WORK REQUEST — Please return every line in the entries below with the word "NoteInput" in it.

RECORDS PROVIDED —
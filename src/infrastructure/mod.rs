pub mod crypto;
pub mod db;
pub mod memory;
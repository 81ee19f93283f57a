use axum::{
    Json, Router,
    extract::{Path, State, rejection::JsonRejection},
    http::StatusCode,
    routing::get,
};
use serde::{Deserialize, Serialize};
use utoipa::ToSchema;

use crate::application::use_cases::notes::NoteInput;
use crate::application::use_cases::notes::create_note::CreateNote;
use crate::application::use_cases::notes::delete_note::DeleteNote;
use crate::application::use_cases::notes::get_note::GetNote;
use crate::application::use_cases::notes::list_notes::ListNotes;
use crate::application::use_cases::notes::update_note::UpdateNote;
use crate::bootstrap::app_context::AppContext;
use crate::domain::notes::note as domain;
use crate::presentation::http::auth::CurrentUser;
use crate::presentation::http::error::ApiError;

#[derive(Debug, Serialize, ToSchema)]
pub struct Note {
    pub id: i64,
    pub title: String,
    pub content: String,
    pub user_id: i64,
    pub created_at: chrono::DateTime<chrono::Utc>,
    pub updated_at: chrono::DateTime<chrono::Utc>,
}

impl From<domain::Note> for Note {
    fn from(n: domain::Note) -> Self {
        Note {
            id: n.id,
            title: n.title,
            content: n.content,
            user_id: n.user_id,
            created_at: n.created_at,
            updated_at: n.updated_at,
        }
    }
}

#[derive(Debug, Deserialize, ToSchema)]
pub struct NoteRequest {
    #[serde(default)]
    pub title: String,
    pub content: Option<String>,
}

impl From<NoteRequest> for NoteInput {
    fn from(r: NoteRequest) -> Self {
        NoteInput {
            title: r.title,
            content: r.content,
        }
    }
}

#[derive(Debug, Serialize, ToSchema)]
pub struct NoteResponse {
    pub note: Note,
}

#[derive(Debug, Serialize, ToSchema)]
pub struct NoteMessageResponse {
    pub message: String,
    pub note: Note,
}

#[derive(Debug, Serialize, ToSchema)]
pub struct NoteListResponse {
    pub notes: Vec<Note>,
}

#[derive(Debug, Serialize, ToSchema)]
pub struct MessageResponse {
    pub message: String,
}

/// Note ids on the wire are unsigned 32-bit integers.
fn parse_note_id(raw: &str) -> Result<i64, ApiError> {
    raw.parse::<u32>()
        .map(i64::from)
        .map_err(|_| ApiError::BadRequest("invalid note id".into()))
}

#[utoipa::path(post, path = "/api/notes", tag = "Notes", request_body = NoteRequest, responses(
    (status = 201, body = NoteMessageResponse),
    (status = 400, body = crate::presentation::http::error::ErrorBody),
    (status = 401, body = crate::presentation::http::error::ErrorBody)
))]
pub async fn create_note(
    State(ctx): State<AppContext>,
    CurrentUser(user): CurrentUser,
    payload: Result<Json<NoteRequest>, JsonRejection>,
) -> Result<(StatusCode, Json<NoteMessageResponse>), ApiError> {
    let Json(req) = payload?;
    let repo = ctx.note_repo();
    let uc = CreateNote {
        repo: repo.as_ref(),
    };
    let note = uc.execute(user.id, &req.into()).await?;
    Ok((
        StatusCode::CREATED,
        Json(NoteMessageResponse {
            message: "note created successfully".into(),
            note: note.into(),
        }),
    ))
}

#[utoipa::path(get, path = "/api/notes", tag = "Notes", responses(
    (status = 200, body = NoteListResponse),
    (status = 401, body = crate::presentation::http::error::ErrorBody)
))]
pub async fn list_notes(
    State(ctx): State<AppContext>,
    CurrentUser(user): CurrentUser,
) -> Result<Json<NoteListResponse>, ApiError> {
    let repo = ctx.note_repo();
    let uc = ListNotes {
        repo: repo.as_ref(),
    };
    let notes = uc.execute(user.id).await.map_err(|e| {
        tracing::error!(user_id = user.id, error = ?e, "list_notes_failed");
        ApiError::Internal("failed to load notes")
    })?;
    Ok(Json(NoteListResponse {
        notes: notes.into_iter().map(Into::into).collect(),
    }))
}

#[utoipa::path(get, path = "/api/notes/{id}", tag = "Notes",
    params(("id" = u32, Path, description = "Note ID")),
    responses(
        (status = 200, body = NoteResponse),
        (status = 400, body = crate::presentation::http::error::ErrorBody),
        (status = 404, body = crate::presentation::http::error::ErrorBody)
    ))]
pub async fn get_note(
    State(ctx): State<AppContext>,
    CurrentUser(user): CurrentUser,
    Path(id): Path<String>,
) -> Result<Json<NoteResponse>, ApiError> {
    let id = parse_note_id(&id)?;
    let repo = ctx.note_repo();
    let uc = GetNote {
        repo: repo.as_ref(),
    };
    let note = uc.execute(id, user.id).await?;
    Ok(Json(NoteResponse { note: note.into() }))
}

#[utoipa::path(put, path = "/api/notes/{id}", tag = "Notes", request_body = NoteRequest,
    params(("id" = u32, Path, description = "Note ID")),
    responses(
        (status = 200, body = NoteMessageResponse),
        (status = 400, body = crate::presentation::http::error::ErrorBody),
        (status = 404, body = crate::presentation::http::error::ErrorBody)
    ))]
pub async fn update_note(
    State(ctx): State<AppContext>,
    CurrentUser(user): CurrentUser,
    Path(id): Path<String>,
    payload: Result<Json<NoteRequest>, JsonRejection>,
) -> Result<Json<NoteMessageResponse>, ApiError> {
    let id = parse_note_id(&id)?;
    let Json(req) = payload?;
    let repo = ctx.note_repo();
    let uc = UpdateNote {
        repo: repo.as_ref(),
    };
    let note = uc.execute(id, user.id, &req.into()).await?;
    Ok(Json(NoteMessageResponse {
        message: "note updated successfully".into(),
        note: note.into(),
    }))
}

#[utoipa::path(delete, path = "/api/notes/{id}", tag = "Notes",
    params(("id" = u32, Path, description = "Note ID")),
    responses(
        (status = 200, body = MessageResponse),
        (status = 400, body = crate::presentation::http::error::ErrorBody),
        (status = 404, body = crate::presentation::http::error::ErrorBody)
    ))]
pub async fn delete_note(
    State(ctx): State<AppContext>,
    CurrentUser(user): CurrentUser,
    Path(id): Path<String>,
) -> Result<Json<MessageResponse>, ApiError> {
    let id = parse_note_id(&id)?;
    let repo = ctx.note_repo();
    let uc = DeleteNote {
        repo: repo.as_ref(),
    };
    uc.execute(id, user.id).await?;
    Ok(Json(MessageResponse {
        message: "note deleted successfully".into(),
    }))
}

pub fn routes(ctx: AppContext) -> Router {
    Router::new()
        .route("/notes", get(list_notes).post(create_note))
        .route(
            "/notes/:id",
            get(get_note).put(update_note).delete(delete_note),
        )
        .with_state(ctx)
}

WRITTEN SOLUTION —
use crate::application::use_cases::notes::NoteInput;
impl From<NoteRequest> for NoteInput {
        NoteInput {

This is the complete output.